(Material provided)

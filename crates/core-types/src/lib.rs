//! Shared primitives for the pageproof verification kernel.
//!
//! Everything the layered crates exchange lives here: the declarative
//! scenario model, the DOM snapshot model the resolver works against,
//! result/record types, the per-step error taxonomy, and the read-only
//! engine configuration.

pub mod config;
pub mod dom;
pub mod error;
pub mod result;
pub mod scenario;

pub use config::EngineConfig;
pub use dom::{DomSnapshot, ElementHandle, ElementNode};
pub use error::StepError;
pub use result::{ArtifactRef, ScenarioResult, StepResult, StepStatus};
pub use scenario::{Locator, Scenario, Step, StepAction, WaitCondition};

use serde::{Deserialize, Serialize};
use uuid::Uuid;

/// Unique identifier for one scenario execution.
#[derive(Clone, Debug, Eq, PartialEq, Hash, Serialize, Deserialize)]
pub struct RunId(pub String);

impl RunId {
    pub fn new() -> Self {
        Self(Uuid::new_v4().to_string())
    }
}

impl Default for RunId {
    fn default() -> Self {
        Self::new()
    }
}

/// Unique identifier for an isolated browser session.
#[derive(Clone, Debug, Eq, PartialEq, Hash, Serialize, Deserialize)]
pub struct SessionId(pub String);

impl SessionId {
    pub fn new() -> Self {
        Self(Uuid::new_v4().to_string())
    }
}

impl Default for SessionId {
    fn default() -> Self {
        Self::new()
    }
}

impl std::fmt::Display for SessionId {
    fn fmt(&self, f: &mut std::fmt::Formatter<'_>) -> std::fmt::Result {
        write!(f, "{}", self.0)
    }
}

(What the task requires) Lines that contain the string "SessionId" should be copied from the material above.

(Result)
pub struct SessionId(pub String);
impl SessionId {
impl Default for SessionId {
impl std::fmt::Display for SessionId {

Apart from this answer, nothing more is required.